What is a credit report?
A credit report is a detailed account of a business’ credit history. It covers all credit activity, namely the timely repayment of debt or otherwise. In the UK, companies generally fall into two categories. Those who are registered at Companies House, private and public limited companies, and non-incorporated entities, sole traders and partnerships. The latter have no obligation to file documentation for public viewing.
What does a credit report cover?
A credit report on a Ltd or Plc company will detail the history of a company. It will cover when it was established, the officers of the company, shareholders, financial statements, and any mortgages or charges. Any publically recorded adverse information is also listed such as CCJ’s, CVA’s, winding up petitions and in the worst case scenario, insolvency information, administration and liquidation. It will also detail any current and previous associations of the directors. On a more positive note, the credit report will detail the level of credit that is recommended and the ability to pay to terms.
In the case on a non-incorporated business, the credit report will be created from information gathered from a variety of sources and scored/rated according to the amount of information obtained. In the vast majority of cases, the report will not include financial statements as there is no public registry for sole traders and partnerships.
Where does the information in a credit report come from?
The information in a credit report has its basis from the documentation filed at Companies House in respect of a registered company but will also contain additional information from sources gathered by the CRA.
Why is a credit report important?
A good or bad credit report can affect all areas of your business. For companies, a credit report can mean the difference between approving a supplier relationship, or not. Equally, looking after your own business’ credit report is essential – regularly check what potential commercial partners or customers will see if they request your business credit report. It could mean the difference between getting credit from another company and being refused. It is good practice to regularly make sure all the information on your own report is accurate.

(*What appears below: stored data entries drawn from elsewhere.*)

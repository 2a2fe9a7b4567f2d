use super::window::{ChapterWindow, WindowConfig};
use crate::model::{Book, BookContent, Chapter};
use tracing::warn;

/// An opened book as the reader view sees it.
#[derive(Debug, Clone)]
pub enum ReaderSession {
    Ready {
        book: Book,
        content: BookContent,
        window: ChapterWindow,
    },
    /// Stored content is absent or could not be decoded.
    MissingContent { book: Book },
    /// Content decoded but holds no chapters.
    NoChapters { book: Book },
}

/// A display line of a chapter body.
#[derive(Debug, Clone, Copy, PartialEq, Eq)]
pub enum Block<'a> {
    Paragraph(&'a str),
    Spacer,
}

impl ReaderSession {
    pub fn open(book: Book, content: Option<BookContent>, config: WindowConfig) -> Self {
        match content {
            None => {
                warn!(book_id = %book.id, "Opening book without content");
                ReaderSession::MissingContent { book }
            }
            Some(content) if content.chapters.is_empty() => {
                warn!(book_id = %book.id, "Opening book with no chapters");
                ReaderSession::NoChapters { book }
            }
            Some(content) => {
                let mut window = ChapterWindow::new(config);
                window.load_content(content.chapters.len());
                ReaderSession::Ready { book, content, window }
            }
        }
    }

    pub fn book(&self) -> &Book {
        match self {
            ReaderSession::Ready { book, .. }
            | ReaderSession::MissingContent { book }
            | ReaderSession::NoChapters { book } => book,
        }
    }

    /// Explanation for the error view, `None` when the book can be read.
    pub fn error_message(&self) -> Option<&'static str> {
        match self {
            ReaderSession::Ready { .. } => None,
            ReaderSession::MissingContent { .. } => Some("Book content is empty"),
            ReaderSession::NoChapters { .. } => Some("Book has no chapters"),
        }
    }

    pub fn window(&self) -> Option<&ChapterWindow> {
        match self {
            ReaderSession::Ready { window, .. } => Some(window),
            _ => None,
        }
    }

    pub fn window_mut(&mut self) -> Option<&mut ChapterWindow> {
        match self {
            ReaderSession::Ready { window, .. } => Some(window),
            _ => None,
        }
    }

    /// Chapters currently inside the window.
    pub fn rendered_chapters(&self) -> &[Chapter] {
        match self {
            ReaderSession::Ready { content, window, .. } => &content.chapters[..window.loaded_count()],
            _ => &[],
        }
    }
}

/// Split a chapter body into trimmed paragraphs, one per line, with blank
/// lines kept as spacers.
pub fn chapter_blocks(chapter: &Chapter) -> Vec<Block<'_>> {
    chapter
        .content
        .split('\n')
        .map(|line| match line.trim() {
            "" => Block::Spacer,
            text => Block::Paragraph(text),
        })
        .collect()
}

#[cfg(test)]
mod tests {
    use super::*;
    use crate::model::BookFormat;
    use std::time::Instant;

    fn book() -> Book {
        Book {
            id: "book-1-abcdefg".to_string(),
            title: "T".to_string(),
            author: "A".to_string(),
            format: BookFormat::Txt,
            cover: String::new(),
            added_at: 0,
            last_opened: 0,
            total_pages: 1,
            current_page: 1,
            progress: 0.0,
        }
    }

    fn content(chapters: usize) -> BookContent {
        let chapters = (0..chapters)
            .map(|i| Chapter::new(i, format!("Chapter {}", i + 1), "text"))
            .collect();
        BookContent::new(BookFormat::Txt, chapters)
    }

    #[test]
    fn test_missing_content_state() {
        let session = ReaderSession::open(book(), None, WindowConfig::default());
        assert!(matches!(session, ReaderSession::MissingContent { .. }));
        assert_eq!(session.error_message(), Some("Book content is empty"));
        assert!(session.rendered_chapters().is_empty());
    }

    #[test]
    fn test_no_chapters_state() {
        let session = ReaderSession::open(book(), Some(content(0)), WindowConfig::default());
        assert!(matches!(session, ReaderSession::NoChapters { .. }));
        assert!(session.window().is_none());
    }

    #[test]
    fn test_ready_renders_window() {
        let mut session = ReaderSession::open(book(), Some(content(10)), WindowConfig::default());
        assert_eq!(session.error_message(), None);
        assert_eq!(session.rendered_chapters().len(), 3);

        session.window_mut().unwrap().jump_to(6, Instant::now());

        assert_eq!(session.rendered_chapters().len(), 7);
        assert_eq!(session.book().title, "T");
    }

    #[test]
    fn test_chapter_blocks() {
        let chapter = Chapter::new(0, "t", "  first \n\n second");
        assert_eq!(
            chapter_blocks(&chapter),
            vec![Block::Paragraph("first"), Block::Spacer, Block::Paragraph("second")]
        );
    }
}
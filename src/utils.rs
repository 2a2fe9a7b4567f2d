use crate::error::{ReaderError, Result};
use crate::model::BookFormat;
use std::path::Path;

/// Detect the book format from the filename extension alone.
///
/// Content is never sniffed: a mislabeled file is handed to whichever parser
/// its extension names.
pub fn detect_format(filename: &str) -> Result<BookFormat> {
    get_file_extension(filename)
        .as_deref()
        .and_then(BookFormat::from_extension)
        .ok_or_else(|| ReaderError::UnsupportedFormat {
            format: filename.to_string(),
        })
}

/// Validate file size
pub fn validate_file_size(content: &[u8], max_size: usize) -> Result<()> {
    if content.len() > max_size {
        return Err(ReaderError::DocumentTooLarge {
            size: content.len(),
            max_size,
        });
    }
    Ok(())
}

/// Extract file extension from filename
pub fn get_file_extension(filename: &str) -> Option<String> {
    Path::new(filename)
        .extension()
        .and_then(|ext| ext.to_str())
        .map(|ext| ext.to_lowercase())
}

/// Filename with its directory and final extension removed.
pub fn title_from_filename(filename: &str) -> String {
    let path = Path::new(filename);
    path.file_stem()
        .and_then(|stem| stem.to_str())
        .map(str::to_string)
        .unwrap_or_else(|| filename.to_string())
}

/// Current wall-clock time in epoch milliseconds.
pub fn now_millis() -> i64 {
    chrono::Utc::now().timestamp_millis()
}

/// Name portion of a path, used when a caller hands over a full path.
pub fn file_name(path: &Path) -> String {
    path.file_name()
        .map(|name| name.to_string_lossy().into_owned())
        .unwrap_or_else(|| path.display().to_string())
}
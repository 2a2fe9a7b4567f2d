//! Incremental chapter windowing for the continuous-scroll reader.
//!
//! The window decides how many leading chapters are rendered and which one
//! is centered in the viewport. It never touches a clock or a view itself:
//! callers pass the current `Instant` in, apply the returned effects, and
//! call [`ChapterWindow::poll`] once [`ChapterWindow::next_deadline`] passes.

use serde::{Deserialize, Serialize};
use std::collections::BTreeSet;
use std::time::{Duration, Instant};
use tracing::{debug, info, warn};

#[derive(Debug, Clone, PartialEq, Serialize, Deserialize)]
#[serde(default)]
pub struct WindowConfig {
    /// Chapters rendered when a book is loaded.
    pub initial_chapters: usize,
    /// Remaining scroll distance below which one more chapter is loaded.
    pub prefetch_distance: f64,
    pub growth_delay_ms: u64,
    /// Wait after a jump before scrolling, so layout can settle.
    pub jump_settle_ms: u64,
    /// Fraction of the viewport excluded at the top and at the bottom when
    /// deciding which chapter is visible.
    pub central_band_margin: f64,
}

impl Default for WindowConfig {
    fn default() -> Self {
        Self {
            initial_chapters: 3,
            prefetch_distance: 800.0,
            growth_delay_ms: 300,
            jump_settle_ms: 100,
            central_band_margin: 0.2,
        }
    }
}

impl WindowConfig {
    pub fn growth_delay(&self) -> Duration {
        Duration::from_millis(self.growth_delay_ms)
    }

    pub fn jump_settle(&self) -> Duration {
        Duration::from_millis(self.jump_settle_ms)
    }
}

/// Scroll position of the reader container.
#[derive(Debug, Clone, Copy, PartialEq)]
pub struct ScrollMetrics {
    pub scroll_top: f64,
    pub scroll_height: f64,
    pub client_height: f64,
}

impl ScrollMetrics {
    pub fn distance_to_bottom(&self) -> f64 {
        self.scroll_height - self.scroll_top - self.client_height
    }
}

/// A rendered chapter container's vertical extent relative to the viewport
/// top.
#[derive(Debug, Clone, Copy, PartialEq)]
pub struct ChapterBounds {
    pub index: usize,
    pub top: f64,
    pub bottom: f64,
}

/// Work the view layer has to carry out.
#[derive(Debug, Clone, Copy, PartialEq, Eq)]
pub enum WindowEffect {
    /// Render chapters `0..count`.
    LoadedCountChanged(usize),
    VisibleChapterChanged(usize),
    /// Smooth-scroll the chapter's container so its top meets the viewport
    /// top.
    ScrollToChapter(usize),
}

#[derive(Debug, Clone)]
pub struct ChapterWindow {
    config: WindowConfig,
    total: usize,
    loaded: usize,
    visible: usize,
    /// Chapters whose containers are mounted and observed.
    mounted: BTreeSet<usize>,
    growth_due: Option<Instant>,
    jump_due: Option<(usize, Instant)>,
}

impl ChapterWindow {
    pub fn new(config: WindowConfig) -> Self {
        Self {
            config,
            total: 0,
            loaded: 0,
            visible: 0,
            mounted: BTreeSet::new(),
            growth_due: None,
            jump_due: None,
        }
    }

    /// Reset for a newly opened book with `total` chapters.
    pub fn load_content(&mut self, total: usize) -> Vec<WindowEffect> {
        self.teardown();
        self.total = total;
        self.loaded = self.config.initial_chapters.min(total);
        self.visible = 0;
        info!(total, loaded = self.loaded, "Loaded chapter window");
        vec![
            WindowEffect::LoadedCountChanged(self.loaded),
            WindowEffect::VisibleChapterChanged(0),
        ]
    }

    /// Schedule one more chapter when the viewport nears the end of the
    /// rendered content. Ignored while a growth step is already pending.
    pub fn on_scroll(&mut self, metrics: ScrollMetrics, now: Instant) {
        if self.growth_due.is_some() {
            return;
        }
        if metrics.distance_to_bottom() < self.config.prefetch_distance && self.loaded < self.total {
            let due = now + self.config.growth_delay();
            self.growth_due = Some(due);
            debug!(
                loaded = self.loaded,
                remaining = metrics.distance_to_bottom(),
                "Scheduled chapter growth"
            );
        }
    }

    /// Fire every scheduled step whose deadline is at or before `now`.
    pub fn poll(&mut self, now: Instant) -> Vec<WindowEffect> {
        let mut effects = Vec::new();

        if let Some(due) = self.growth_due {
            if due <= now {
                self.growth_due = None;
                let next = (self.loaded + 1).min(self.total);
                if next != self.loaded {
                    self.loaded = next;
                    debug!(loaded = next, "Grew chapter window");
                    effects.push(WindowEffect::LoadedCountChanged(next));
                }
            }
        }

        if let Some((index, due)) = self.jump_due {
            if due <= now {
                self.jump_due = None;
                if self.mounted.contains(&index) {
                    effects.push(WindowEffect::ScrollToChapter(index));
                } else {
                    warn!(chapter = index, "Jump target has no mounted view");
                }
            }
        }

        effects
    }

    /// Update the visible chapter from the containers currently intersecting
    /// the viewport of height `viewport_height`.
    ///
    /// Only the central band counts. When several chapters qualify the lowest
    /// index wins.
    pub fn on_intersections(&mut self, entries: &[ChapterBounds], viewport_height: f64) -> Option<WindowEffect> {
        let margin = viewport_height * self.config.central_band_margin;
        let band_top = margin;
        let band_bottom = viewport_height - margin;

        let hit = entries
            .iter()
            .filter(|entry| entry.index < self.loaded)
            .filter(|entry| entry.bottom > band_top && entry.top < band_bottom)
            .map(|entry| entry.index)
            .min()?;

        if hit == self.visible {
            return None;
        }
        self.visible = hit;
        debug!(chapter = hit, "Visible chapter changed");
        Some(WindowEffect::VisibleChapterChanged(hit))
    }

    /// Render through `target` immediately and scroll to it once layout has
    /// settled. Out-of-range targets and empty books are ignored.
    pub fn jump_to(&mut self, target: usize, now: Instant) -> Vec<WindowEffect> {
        if self.total == 0 || target >= self.total {
            debug!(target, total = self.total, "Ignoring jump");
            return Vec::new();
        }

        let mut effects = Vec::new();
        if target >= self.loaded {
            self.loaded = target + 1;
            effects.push(WindowEffect::LoadedCountChanged(self.loaded));
        }
        self.jump_due = Some((target, now + self.config.jump_settle()));
        info!(target, loaded = self.loaded, "Jumping to chapter");
        effects
    }

    pub fn register_chapter_view(&mut self, index: usize) {
        if index < self.loaded {
            self.mounted.insert(index);
        }
    }

    /// Disarm pending timers and forget mounted views.
    pub fn teardown(&mut self) {
        self.growth_due = None;
        self.jump_due = None;
        self.mounted.clear();
    }

    pub fn next_deadline(&self) -> Option<Instant> {
        let jump = self.jump_due.map(|(_, due)| due);
        match (self.growth_due, jump) {
            (Some(a), Some(b)) => Some(a.min(b)),
            (a, b) => a.or(b),
        }
    }

    pub fn total_chapters(&self) -> usize {
        self.total
    }

    pub fn loaded_count(&self) -> usize {
        self.loaded
    }

    pub fn visible_chapter(&self) -> usize {
        self.visible
    }

    pub fn is_growth_pending(&self) -> bool {
        self.growth_due.is_some()
    }

    /// Every chapter is rendered.
    pub fn is_complete(&self) -> bool {
        self.loaded >= self.total
    }

    /// Fill fraction for the progress bar.
    pub fn progress_fraction(&self) -> f64 {
        (self.visible + 1) as f64 / self.total.max(1) as f64
    }

    pub fn indicator_label(&self) -> String {
        format!("Chapter {} / {}", self.visible + 1, self.total)
    }

    /// Shown next to the indicator until the whole book is rendered.
    pub fn loaded_hint(&self) -> Option<String> {
        (!self.is_complete()).then(|| format!("{} chapters loaded", self.loaded))
    }
}

#[cfg(test)]
mod tests {
    use super::*;

    fn open_window(total: usize) -> ChapterWindow {
        let mut window = ChapterWindow::new(WindowConfig::default());
        window.load_content(total);
        window
    }

    fn near_bottom() -> ScrollMetrics {
        ScrollMetrics {
            scroll_top: 4_500.0,
            scroll_height: 6_000.0,
            client_height: 1_000.0,
        }
    }

    #[test]
    fn test_initial_window() {
        assert_eq!(open_window(10).loaded_count(), 3);
        assert_eq!(open_window(2).loaded_count(), 2);
        assert_eq!(open_window(0).loaded_count(), 0);
        assert_eq!(open_window(10).visible_chapter(), 0);
    }

    #[test]
    fn test_jump_loads_through_target_without_growth() {
        let now = Instant::now();
        let mut window = open_window(10);

        let effects = window.jump_to(7, now);

        assert_eq!(effects, vec![WindowEffect::LoadedCountChanged(8)]);
        assert_eq!(window.loaded_count(), 8);
        assert!(!window.is_growth_pending());
    }

    #[test]
    fn test_jump_scrolls_after_settle() {
        let now = Instant::now();
        let mut window = open_window(10);
        window.jump_to(5, now);
        window.register_chapter_view(5);

        assert!(window.poll(now + Duration::from_millis(50)).is_empty());
        assert_eq!(
            window.poll(now + Duration::from_millis(100)),
            vec![WindowEffect::ScrollToChapter(5)]
        );
        assert_eq!(window.next_deadline(), None);
    }

    #[test]
    fn test_jump_within_loaded_keeps_count() {
        let now = Instant::now();
        let mut window = open_window(10);
        assert!(window.jump_to(1, now).is_empty());
        assert_eq!(window.loaded_count(), 3);
        assert!(window.next_deadline().is_some());
    }

    #[test]
    fn test_out_of_range_jump_is_ignored() {
        let now = Instant::now();
        let mut window = open_window(4);
        assert!(window.jump_to(4, now).is_empty());
        assert_eq!(window.loaded_count(), 3);
        assert_eq!(window.next_deadline(), None);

        let mut empty = open_window(0);
        assert!(empty.jump_to(0, now).is_empty());
    }

    #[test]
    fn test_scroll_growth_is_single_step_and_debounced() {
        let now = Instant::now();
        let mut window = open_window(10);

        window.on_scroll(near_bottom(), now);
        window.on_scroll(near_bottom(), now + Duration::from_millis(10));
        assert!(window.is_growth_pending());
        assert_eq!(window.next_deadline(), Some(now + Duration::from_millis(300)));

        assert!(window.poll(now + Duration::from_millis(299)).is_empty());
        assert_eq!(
            window.poll(now + Duration::from_millis(300)),
            vec![WindowEffect::LoadedCountChanged(4)]
        );
        assert!(!window.is_growth_pending());
    }

    #[test]
    fn test_no_growth_far_from_bottom_or_when_complete() {
        let now = Instant::now();
        let mut window = open_window(10);
        window.on_scroll(
            ScrollMetrics {
                scroll_top: 0.0,
                scroll_height: 6_000.0,
                client_height: 1_000.0,
            },
            now,
        );
        assert!(!window.is_growth_pending());

        let mut short = open_window(3);
        short.on_scroll(near_bottom(), now);
        assert!(!short.is_growth_pending());
        assert!(short.is_complete());
    }

    #[test]
    fn test_visibility_uses_central_band_and_lowest_index() {
        let mut window = open_window(10);
        let entries = [
            // Only inside the excluded top 20%.
            ChapterBounds { index: 0, top: -500.0, bottom: 150.0 },
            ChapterBounds { index: 2, top: 600.0, bottom: 1_400.0 },
            ChapterBounds { index: 1, top: 150.0, bottom: 600.0 },
        ];

        let effect = window.on_intersections(&entries, 1_000.0);

        assert_eq!(effect, Some(WindowEffect::VisibleChapterChanged(1)));
        assert_eq!(window.on_intersections(&entries, 1_000.0), None);
        assert_eq!(window.indicator_label(), "Chapter 2 / 10");
        assert!((window.progress_fraction() - 0.2).abs() < f64::EPSILON);
    }

    #[test]
    fn test_unloaded_chapters_do_not_become_visible() {
        let mut window = open_window(10);
        let entries = [ChapterBounds { index: 6, top: 0.0, bottom: 1_000.0 }];
        assert_eq!(window.on_intersections(&entries, 1_000.0), None);
        assert_eq!(window.visible_chapter(), 0);
    }

    #[test]
    fn test_load_content_resets_state() {
        let now = Instant::now();
        let mut window = open_window(10);
        window.jump_to(8, now);
        window.register_chapter_view(8);
        window.on_scroll(near_bottom(), now);

        window.load_content(5);

        assert_eq!(window.loaded_count(), 3);
        assert_eq!(window.visible_chapter(), 0);
        assert_eq!(window.next_deadline(), None);
        assert!(window.poll(now + Duration::from_secs(1)).is_empty());
    }

    #[test]
    fn test_teardown_disarms_timers() {
        let now = Instant::now();
        let mut window = open_window(10);
        window.on_scroll(near_bottom(), now);
        window.teardown();
        assert!(window.poll(now + Duration::from_secs(1)).is_empty());
        assert_eq!(window.loaded_count(), 3);
    }

    #[test]
    fn test_loaded_hint() {
        let now = Instant::now();
        let mut window = open_window(4);
        assert_eq!(window.loaded_hint().as_deref(), Some("3 chapters loaded"));
        window.jump_to(3, now);
        assert_eq!(window.loaded_hint(), None);
    }
}
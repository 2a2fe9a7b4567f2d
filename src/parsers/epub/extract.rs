//! Plain-text extraction from a loaded spine section.
//!
//! Several representations of a section are tried in a fixed order and the
//! first one that yields non-empty text wins.

use super::container::parse_xml;
use crate::text_processor::tidy_extracted_text;
use html2text::render::text_renderer::TrivialDecorator;
use quick_xml::events::Event;
use quick_xml::Reader;
use once_cell::sync::Lazy;
use regex::Regex;
use tracing::{debug, warn};

/// Wide enough that the renderer never inserts its own line breaks.
const RENDER_WIDTH: usize = 10_000;

static RE_BODY: Lazy<Regex> =
    Lazy::new(|| Regex::new(r"(?is)<body\b[^>]*>(.*?)(?:</body>|\z)").expect("valid regex"));
static RE_SCRIPTS: Lazy<Regex> = Lazy::new(|| {
    Regex::new(r"(?is)<script\b.*?</script>|<style\b.*?</style>").expect("valid regex")
});
static RE_TAGS: Lazy<Regex> = Lazy::new(|| Regex::new(r"(?s)<[^>]*>").expect("valid regex"));

/// A section's markup as loaded from the archive.
#[derive(Debug, Clone, Copy)]
pub struct Section<'a> {
    pub path: &'a str,
    pub markup: &'a str,
}

pub type Extractor = fn(&Section) -> Option<String>;

#[derive(Clone, Copy)]
pub struct TextStrategy {
    pub name: &'static str,
    pub extract: Extractor,
}

/// Strategies in priority order.
pub const STRATEGIES: [TextStrategy; 4] = [
    TextStrategy {
        name: "rendered-output",
        extract: rendered_output,
    },
    TextStrategy {
        name: "parsed-document",
        extract: parsed_document,
    },
    TextStrategy {
        name: "raw-contents",
        extract: raw_contents,
    },
    TextStrategy {
        name: "body-query",
        extract: body_query,
    },
];

/// Run `strategies` in order; empty string when all of them come back empty.
pub fn extract_with(section: &Section, strategies: &[TextStrategy]) -> String {
    for strategy in strategies {
        match (strategy.extract)(section) {
            Some(text) if !text.trim().is_empty() => {
                debug!(
                    path = section.path,
                    strategy = strategy.name,
                    chars = text.len(),
                    "Extracted section text"
                );
                return text.trim().to_string();
            }
            _ => debug!(path = section.path, strategy = strategy.name, "Strategy yielded no text"),
        }
    }
    warn!(path = section.path, "No extraction strategy produced text");
    String::new()
}

pub fn extract_section_text(section: &Section) -> String {
    extract_with(section, &STRATEGIES)
}

/// Markup rendered to plain text without decorations.
fn rendered_output(section: &Section) -> Option<String> {
    if section.markup.trim().is_empty() {
        return None;
    }
    let rendered = html2text::from_read_with_decorator(
        section.markup.as_bytes(),
        RENDER_WIDTH,
        TrivialDecorator::new(),
    );
    Some(tidy_extracted_text(&rendered))
}

/// Text content of `<body>` (or the root element) from a strict XML parse.
fn parsed_document(section: &Section) -> Option<String> {
    let doc = parse_xml(section.markup).ok()?;
    let root = doc.root_element();
    let body = root
        .descendants()
        .find(|n| n.is_element() && n.tag_name().name() == "body")
        .unwrap_or(root);

    let text: String = body
        .descendants()
        .filter(|n| n.is_text())
        .filter(|n| {
            !n.ancestors()
                .any(|a| matches!(a.tag_name().name(), "script" | "style"))
        })
        .filter_map(|n| n.text())
        .collect();
    Some(tidy_extracted_text(&text))
}

/// Lenient event scan of the raw markup; tolerates unclosed tags and HTML
/// entities the strict parse rejects.
fn raw_contents(section: &Section) -> Option<String> {
    let mut reader = Reader::from_str(section.markup);
    reader.check_end_names(false);

    let mut all_text = String::new();
    let mut body_text = String::new();
    let mut seen_body = false;
    let mut in_body = false;
    let mut skip_depth = 0usize;

    loop {
        match reader.read_event() {
            Ok(Event::Start(e)) => match e.local_name().as_ref() {
                b"body" => {
                    seen_body = true;
                    in_body = true;
                }
                b"script" | b"style" | b"head" => skip_depth += 1,
                _ => {}
            },
            Ok(Event::End(e)) => match e.local_name().as_ref() {
                b"body" => in_body = false,
                b"script" | b"style" | b"head" => skip_depth = skip_depth.saturating_sub(1),
                _ => {}
            },
            Ok(Event::Text(t)) if skip_depth == 0 => {
                let text = t
                    .unescape_with(resolve_html_entity)
                    .map(|cow| cow.into_owned())
                    .unwrap_or_else(|_| String::from_utf8_lossy(&t).into_owned());
                all_text.push_str(&text);
                if in_body {
                    body_text.push_str(&text);
                }
            }
            Ok(Event::CData(c)) if skip_depth == 0 => {
                let text = String::from_utf8_lossy(&c).into_owned();
                all_text.push_str(&text);
                if in_body {
                    body_text.push_str(&text);
                }
            }
            Ok(Event::Eof) => break,
            Ok(_) => {}
            Err(err) => {
                debug!(path = section.path, "Raw scan stopped early: {err}");
                break;
            }
        }
    }

    let text = if seen_body { body_text } else { all_text };
    Some(tidy_extracted_text(&text))
}

/// Regex lookup of the body element with tags stripped.
fn body_query(section: &Section) -> Option<String> {
    let inner = RE_BODY.captures(section.markup)?.get(1)?.as_str();
    let without_scripts = RE_SCRIPTS.replace_all(inner, "");
    let stripped = RE_TAGS.replace_all(&without_scripts, "");
    let decoded = quick_xml::escape::unescape_with(&stripped, resolve_html_entity)
        .map(|cow| cow.into_owned())
        .unwrap_or_else(|_| stripped.to_string());
    Some(tidy_extracted_text(&decoded))
}

/// Named entities common in book markup beyond the five XML ones.
fn resolve_html_entity(entity: &str) -> Option<&'static str> {
    Some(match entity {
        "amp" => "&",
        "lt" => "<",
        "gt" => ">",
        "quot" => "\"",
        "apos" => "'",
        "nbsp" => "\u{a0}",
        "mdash" => "\u{2014}",
        "ndash" => "\u{2013}",
        "hellip" => "\u{2026}",
        "lsquo" => "\u{2018}",
        "rsquo" => "\u{2019}",
        "ldquo" => "\u{201c}",
        "rdquo" => "\u{201d}",
        "copy" => "\u{a9}",
        _ => return None,
    })
}

#[cfg(test)]
mod tests {
    use super::*;

    fn section(markup: &str) -> Section<'_> {
        Section {
            path: "OEBPS/test.xhtml",
            markup,
        }
    }

    #[test]
    fn test_extract_section_text() {
        let html = r#"<html><body><h1>Chapter Title</h1><p>This is chapter content.</p></body></html>"#;
        let result = extract_section_text(&section(html));
        assert!(result.contains("Chapter Title"));
        assert!(result.contains("chapter content"));
    }

    #[test]
    fn test_whitespace_only_section_is_empty() {
        let html = "<html><body>\n   \n\t</body></html>";
        assert_eq!(extract_section_text(&section(html)), "");
    }

    #[test]
    fn test_parsed_document_reads_body_only() {
        let xhtml = r#"<?xml version="1.0"?>
<html xmlns="http://www.w3.org/1999/xhtml"><head><title>Ignored</title><style>p {}</style></head>
<body><p>First</p>
<p>Second</p><script>var x;</script></body></html>"#;
        let text = parsed_document(&section(xhtml)).unwrap();
        assert_eq!(text, "First\nSecond");
    }

    #[test]
    fn test_parsed_document_rejects_html_entities() {
        assert!(parsed_document(&section("<html><body>a&nbsp;b</body></html>")).is_none());
    }

    #[test]
    fn test_raw_contents_tolerates_html() {
        let html = "<html><head><title>T</title></head><body><p>one&nbsp;two<br>three</p></body></html>";
        let text = raw_contents(&section(html)).unwrap();
        assert_eq!(text, "one\u{a0}twothree");
    }

    #[test]
    fn test_body_query_strips_tags() {
        let html = "<html><body class=\"x\"><div>Hello <b>bold</b> &amp; more</div><script>no()</script></body></html>";
        assert_eq!(body_query(&section(html)).unwrap(), "Hello bold & more");
    }

    #[test]
    fn test_body_query_without_body() {
        assert!(body_query(&section("<p>fragment</p>")).is_none());
    }

    #[test]
    fn test_strategies_run_in_order() {
        fn empty(_: &Section) -> Option<String> {
            Some("   ".to_string())
        }
        fn missing(_: &Section) -> Option<String> {
            None
        }
        fn fixed(_: &Section) -> Option<String> {
            Some(" picked ".to_string())
        }
        fn never(_: &Section) -> Option<String> {
            panic!("strategies after a hit must not run")
        }
        let strategies = [
            TextStrategy { name: "empty", extract: empty },
            TextStrategy { name: "missing", extract: missing },
            TextStrategy { name: "fixed", extract: fixed },
            TextStrategy { name: "never", extract: never },
        ];
        assert_eq!(extract_with(&section("<body/>"), &strategies), "picked");
    }
}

What is the credit score in a credit report?
A 21st century credit report will not only provide a credit score/rating via a scoring algorithm but also show the company’s ability to pay to terms and furthermore predict its odds of future failure.
What is a credit score based on?
All lenders calculate scores in their own way. However, key information used to create the credit score includes the strength of information confirming trading performance, past credit history and the circumstances of the credit application.
How to deal with a customer with bad credit
If you decide to do business with a company that has a poor credit history, or an existing relationship changes due to bad credit or the fluctuation of a company’s financial performance, it’s essential to have a robust credit risk management strategy in place. This should involve carrying out thorough credit checks in advance of agreeing new supplier/customer contracts and conducting ongoing risk monitoring.